La vicepresidenta de EE.UU. y candidata demócrata a la Casa Blanca, Kamala Harris, hizo este martes una aparición sorpresa en la sede del Partido Demócrata en Washington, donde llamó por teléfono a votantes para animarles a acudir a las urnas antes del cierre de los centros de votación.

Su visita no estaba en la agenda oficial que la Casa Blanca difundió por la mañana. A pesar de ello, la vicepresidenta decidió unirse a un equipo de voluntarios de la campaña en las horas finales de la jornada electoral para contactar directamente con votantes.

Al entrar en la sala del Comité Nacional Demócrata (DNC, por sus siglas en inglés), donde se encontraban los voluntarios, Harris expresó su agradecimiento: “Esto es lo mejor de lo mejor, muchísimas gracias a todos”, afirmó.
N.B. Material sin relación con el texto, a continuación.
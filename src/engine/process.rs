use std::{
    path::Path,
    sync::{Arc, Mutex, PoisonError},
};

use log::{debug, error, info, warn};
use tokio::{
    io::{AsyncBufReadExt, AsyncWriteExt, BufReader},
    process::{Child, ChildStdin, Command},
    time::timeout,
};

use super::communication::{parse_reply, EngineReply, UciCommunicator};
use super::types::{
    EngineError, EngineInfo, EngineLog, EngineOption, EngineResult, EngineState, ThinkLimit,
    ENGINE_INIT_TIMEOUT, ENGINE_QUIT_TIMEOUT,
};
use crate::board::PositionSnapshot;

#[cfg(target_os = "windows")]
use super::types::CREATE_NO_WINDOW;

/// Protocol log shared between the process and whoever owns the session
pub type SharedLogs = Arc<Mutex<Vec<EngineLog>>>;

/// Low-level handle on a running engine process
///
/// Owns the child and its stdin, tracks the protocol state and records every
/// line written. Output is read through the `UciCommunicator` returned by
/// `EngineProcess::new`.
#[derive(Debug)]
pub struct EngineProcess {
    stdin: ChildStdin,
    child: Option<Child>,
    state: EngineState,
    logs: SharedLogs,
}

impl EngineProcess {
    /// Spawn the engine and run the `uci` / `isready` handshake
    pub async fn new(
        path: &Path,
        args: &[String],
    ) -> EngineResult<(Self, UciCommunicator, EngineInfo)> {
        info!("Initializing engine from path: {:?}", path);

        let mut child = Self::spawn_engine_process(path, args)?;
        let stdin = child.stdin.take().ok_or_else(|| {
            error!("Failed to get stdin handle from engine process");
            EngineError::NoStdin
        })?;
        let stdout = child.stdout.take().ok_or_else(|| {
            error!("Failed to get stdout handle from engine process");
            EngineError::NoStdout
        })?;
        Self::spawn_stderr_handler(child.stderr.take());

        let mut process = Self {
            stdin,
            child: Some(child),
            state: EngineState::Idle,
            logs: SharedLogs::default(),
        };
        let mut communicator = UciCommunicator::new(BufReader::new(stdout).lines());

        let info = match timeout(ENGINE_INIT_TIMEOUT, process.initialize_uci(&mut communicator)).await {
            Ok(Ok(info)) => info,
            Ok(Err(e)) => {
                error!("Failed to initialize engine {:?}: {}", path, e);
                process.force_kill().await;
                return Err(e);
            }
            Err(_) => {
                error!("Engine initialization timeout: {:?}", path);
                process.force_kill().await;
                return Err(EngineError::InitTimeout);
            }
        };

        info!("Engine initialized successfully: {} ({:?})", info.name, path);
        Ok((process, communicator, info))
    }

    pub fn state(&self) -> EngineState {
        self.state
    }

    pub fn logs(&self) -> SharedLogs {
        Arc::clone(&self.logs)
    }

    pub fn add_log(&self, log: EngineLog) {
        self.logs
            .lock()
            .unwrap_or_else(PoisonError::into_inner)
            .push(log);
    }

    pub async fn set_option(&mut self, option: &EngineOption) -> EngineResult<()> {
        debug!("Setting engine option: {} = {}", option.name, option.value);
        self.send_command(&format!("setoption name {} value {}\n", option.name, option.value))
            .await
    }

    pub async fn is_ready(&mut self) -> EngineResult<()> {
        self.send_command("isready\n").await
    }

    pub async fn new_game(&mut self) -> EngineResult<()> {
        self.send_command("ucinewgame\n").await
    }

    /// Send the position and start thinking
    pub async fn start_think(&mut self, position: &PositionSnapshot, limit: &ThinkLimit) -> EngineResult<()> {
        if self.state != EngineState::Idle {
            return Err(EngineError::ThinkInProgress);
        }

        self.send_command(&format_position_command(position)).await?;
        self.transition_state(EngineState::Thinking)?;
        let command = format_go_command(limit);
        info!("Starting engine think: {}", command.trim());
        self.send_command(&command).await
    }

    /// The engine answered the outstanding think
    pub fn handle_bestmove(&mut self) -> EngineResult<()> {
        self.transition_state(EngineState::Idle)
    }

    /// Send `quit`, wait briefly, then kill whatever is left
    pub async fn quit(&mut self) {
        info!("Terminating engine process");
        if let Err(e) = self.transition_state(EngineState::Terminated) {
            warn!("Failed to transition to terminated state: {}", e);
        }

        match self.send_command("quit\n").await {
            Ok(()) => debug!("Quit command sent successfully"),
            Err(EngineError::BrokenPipe) => debug!("Broken pipe while sending quit command, engine already dead"),
            Err(e) => warn!("Failed to send quit command: {}, will force kill", e),
        }

        if let Some(mut child) = self.child.take() {
            match timeout(ENGINE_QUIT_TIMEOUT, child.wait()).await {
                Ok(Ok(status)) => info!("Engine process exited with status: {:?}", status),
                Ok(Err(e)) => {
                    warn!("Error waiting for engine process: {}", e);
                    let _ = child.kill().await;
                }
                Err(_) => {
                    warn!("Engine did not exit gracefully, force-killing");
                    if let Err(e) = child.kill().await {
                        warn!("Failed to kill engine process: {}", e);
                    }
                }
            }
        }
    }

    async fn force_kill(&mut self) {
        self.state = EngineState::Terminated;
        if let Some(mut child) = self.child.take() {
            let _ = child.kill().await;
        }
    }

    // =============================================================================
    // Private Implementation
    // =============================================================================

    fn spawn_engine_process(path: &Path, args: &[String]) -> EngineResult<Child> {
        debug!("Spawning engine process: {:?} {:?}", path, args);

        let mut command = Command::new(path);
        if let Some(dir) = path.parent().filter(|dir| !dir.as_os_str().is_empty()) {
            command.current_dir(dir);
        }
        command
            .args(args)
            .stdin(std::process::Stdio::piped())
            .stdout(std::process::Stdio::piped())
            .stderr(std::process::Stdio::piped())
            .kill_on_drop(true)
            .env("TERM", "dumb");

        #[cfg(target_os = "windows")]
        command.creation_flags(CREATE_NO_WINDOW);

        command.spawn().map_err(|e| {
            error!("Failed to spawn engine process {:?}: {}", path, e);
            EngineError::Io(e)
        })
    }

    async fn initialize_uci(&mut self, communicator: &mut UciCommunicator) -> EngineResult<EngineInfo> {
        debug!("Starting UCI initialization");
        let mut info = EngineInfo::default();

        self.send_command("uci\n").await?;
        loop {
            let line = communicator
                .next_line()
                .await?
                .ok_or(EngineError::ClosedDuring("uci handshake"))?;
            self.add_log(EngineLog::Engine(line.clone()));

            match parse_reply(&line) {
                EngineReply::Id { name, author } => {
                    if let Some(name) = name {
                        info.name = name;
                    }
                    if author.is_some() {
                        info.author = author;
                    }
                }
                EngineReply::Option(option) => info.options.push(option),
                EngineReply::UciOk => break,
                _ => {}
            }
        }

        debug!("Received uciok, sending isready");
        self.is_ready().await?;
        loop {
            let line = communicator
                .next_line()
                .await?
                .ok_or(EngineError::ClosedDuring("isready handshake"))?;
            self.add_log(EngineLog::Engine(line.clone()));
            if parse_reply(&line) == EngineReply::ReadyOk {
                debug!("Engine is ready");
                return Ok(info);
            }
        }
    }

    fn spawn_stderr_handler(stderr: Option<tokio::process::ChildStderr>) {
        if let Some(stderr) = stderr {
            tokio::spawn(async move {
                let mut stderr_lines = BufReader::new(stderr).lines();
                while let Ok(Some(line)) = stderr_lines.next_line().await {
                    warn!("Engine stderr: {}", line);
                }
            });
        }
    }

    async fn send_command(&mut self, command: &str) -> EngineResult<()> {
        debug!("Sending UCI command: {}", command.trim());

        if let Err(e) = self.stdin.write_all(command.as_bytes()).await {
            return Err(classify_write_error(command, e));
        }
        if let Err(e) = self.stdin.flush().await {
            return Err(classify_write_error(command, e));
        }

        self.add_log(EngineLog::Gui(command.to_string()));
        Ok(())
    }

    fn transition_state(&mut self, new_state: EngineState) -> EngineResult<()> {
        let valid_transition = matches!(
            (self.state, new_state),
            (EngineState::Idle, EngineState::Thinking)
                | (EngineState::Thinking, EngineState::Idle)
                | (_, EngineState::Terminated)
        );

        if !valid_transition {
            return Err(EngineError::InvalidTransition {
                from: self.state,
                to: new_state,
            });
        }

        debug!("Engine state transition: {:?} -> {:?}", self.state, new_state);
        self.state = new_state;
        Ok(())
    }
}

fn classify_write_error(command: &str, e: std::io::Error) -> EngineError {
    error!("Failed to send command '{}': {}", command.trim(), e);
    match e.kind() {
        std::io::ErrorKind::BrokenPipe
        | std::io::ErrorKind::ConnectionAborted
        | std::io::ErrorKind::ConnectionReset => EngineError::BrokenPipe,
        _ => EngineError::Io(e),
    }
}

pub fn format_position_command(position: &PositionSnapshot) -> String {
    let base = match &position.fen {
        Some(fen) => format!("position fen {fen}"),
        None => "position startpos".to_string(),
    };

    if position.moves.is_empty() {
        format!("{base}\n")
    } else {
        format!("{base} moves {}\n", position.moves.join(" "))
    }
}

pub fn format_go_command(limit: &ThinkLimit) -> String {
    match limit {
        ThinkLimit::Time(time) => format!("go movetime {time}\n"),
        ThinkLimit::Depth(depth) => format!("go depth {depth}\n"),
        ThinkLimit::Nodes(nodes) => format!("go nodes {nodes}\n"),
    }
}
La vicepresidenta llevaba también una caja de Doritos para los voluntarios. Tras saludarlos, se acercó a un teléfono y habló con el votante que estaba al otro lado: “¿Ya has votado? ¿Sí? ¡Gracias!”, dijo mientras la sala irrumpió en aplausos.

En ese momento, uno de los presidentes gritó “¡presidenta!”, lo que provocó otra ronda de vítores.